Economists and regulators have so far speculated that the broader market impact will be insignificant. However, in a case study below, we will see that at the individual level, property transactions in the affected price ranges will assuredly notice a difference.

Quick Background

At the beginning of 2008, we found the market throat-deep in the mortgage meltdown, and in the early stages of the housing crisis. Conforming loan limits were set nationally at $417,000. Congress passed the Housing and Economic Recovery Act (HERA) of 2008, bumping the conforming loan limit celiling to $625,500 for select ‘high cost’ areas, as defined by median house value in 2007. Some counties hit the max, others landed somewhere between the old limit and the new one.

But a few months later the Economic Stimulus Act (ESA) of 2008 took over with a more liberal approach, and the new ceiling was raised to $729,750. ESA is set to expire on before October 1, 2011. The HERA limits will still be in place.

San Francisco Bay Area mortgages – What’s the Impact?

For most parts of the country, the conforming loan limit is, and has been $417k since 2005. That is not going to change.

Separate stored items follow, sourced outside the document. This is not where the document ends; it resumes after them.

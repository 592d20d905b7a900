//! One fetch call: promote, poll, record until done or out of time.

use std::time::Instant;

use crate::aggregator::ResultAggregator;
use crate::error::DownloaderError;
use crate::multiplexer::Multiplexer;
use crate::outcome::Outcome;
use crate::request::RequestQueue;
use crate::transport::{Transport, TransportFactory};

/// Requests of one fetch plus its fixed deadline and concurrency ceiling.
pub(super) struct Batch {
    queue: RequestQueue,
    deadline: Instant,
    max_concurrent: usize,
    aggregator: ResultAggregator,
}

impl Batch {
    /// `max_concurrent` of None means every request may be active at once.
    pub(super) fn new(queue: RequestQueue, deadline: Instant, max_concurrent: Option<usize>) -> Self {
        let expected = queue.registered();
        Self {
            queue,
            deadline,
            max_concurrent: max_concurrent.unwrap_or(expected).max(1),
            aggregator: ResultAggregator::new(expected),
        }
    }

    pub(super) fn run<F: TransportFactory>(mut self, factory: &F) -> Result<Vec<Outcome>, DownloaderError> {
        let started = Instant::now();
        let total = self.queue.len();
        if total == 0 {
            return self.aggregator.finalize();
        }
        tracing::debug!(
            requests = total,
            max_concurrent = self.max_concurrent,
            budget_ms = self.deadline.saturating_duration_since(started).as_millis() as u64,
            "batch started"
        );

        let transport = match factory.create() {
            Ok(t) => t,
            Err(failure) => {
                tracing::warn!("transport unavailable, failing {} requests: {}", total, failure);
                for spec in self.queue.drain_all() {
                    self.aggregator
                        .record(spec.seq, Outcome::TransportError(failure.clone()))?;
                }
                return self.aggregator.finalize();
            }
        };
        let mut mux = Multiplexer::new(transport);

        loop {
            self.promote(&mut mux)?;
            if mux.is_empty() {
                if self.queue.is_empty() {
                    break;
                }
                // Every promoted spec failed to start; its slot is free again.
                continue;
            }
            for (seq, outcome) in mux.poll(self.deadline) {
                self.aggregator.record(seq, outcome)?;
            }
            if Instant::now() >= self.deadline {
                break;
            }
        }

        let cancelled = mux.cancel_all();
        let never_started = self.queue.drain_all();
        if !cancelled.is_empty() || !never_started.is_empty() {
            tracing::debug!(
                in_flight = cancelled.len(),
                queued = never_started.len(),
                "deadline reached with work remaining"
            );
        }
        for seq in cancelled {
            self.aggregator.record(seq, Outcome::TimedOut)?;
        }
        for spec in never_started {
            self.aggregator.record(spec.seq, Outcome::TimedOut)?;
        }

        let outcomes = self.aggregator.finalize()?;
        log_summary(&outcomes, started);
        Ok(outcomes)
    }

    /// Moves queued specs into the active set until the ceiling is reached.
    /// Start failures are recorded immediately and do not hold a slot.
    fn promote<T: Transport>(&mut self, mux: &mut Multiplexer<T>) -> Result<(), DownloaderError> {
        let room = self.max_concurrent.saturating_sub(mux.len());
        for spec in self.queue.drain_next(room) {
            if let Err(failure) = mux.activate(&spec) {
                tracing::warn!(seq = spec.seq, url = %spec.url, "transfer could not start: {}", failure);
                self.aggregator
                    .record(spec.seq, Outcome::TransportError(failure))?;
            }
        }
        Ok(())
    }
}

fn log_summary(outcomes: &[Outcome], started: Instant) {
    let succeeded = outcomes.iter().filter(|o| o.is_success()).count();
    let timed_out = outcomes.iter().filter(|o| o.is_timed_out()).count();
    let failed = outcomes.len() - succeeded - timed_out;
    tracing::info!(
        requests = outcomes.len(),
        succeeded,
        failed,
        timed_out,
        elapsed_ms = started.elapsed().as_millis() as u64,
        "batch finished"
    );
}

Seven Bay Area counties currently have ‘high cost’ conforming loan limits at the national maximum of $729,750. These are:

  • Alameda County
  • Contra Costa County
  • Marin County
  • Napa County
  • San Francisco County
  • Santa Clara County
  • San Mateo County
Effective October 1, 2011, all of these counties except Napa will revert to the new max of $625,500. Napa County will fall all the way to $592,250.

Impact to the Market and to Buyers and Sellers

For the last year’s worth of mortgage data, approximately 50k loans would have fallen in this ‘used-to-be-conforming-now-jumbo’ range. Roughly 30k of those are California transactions, and though the data didn’t get more specific than this, it’s safe to assume that a significant number of those were from Bay Area real estate transactions. Market-wise, economists say this will not have a significant impact.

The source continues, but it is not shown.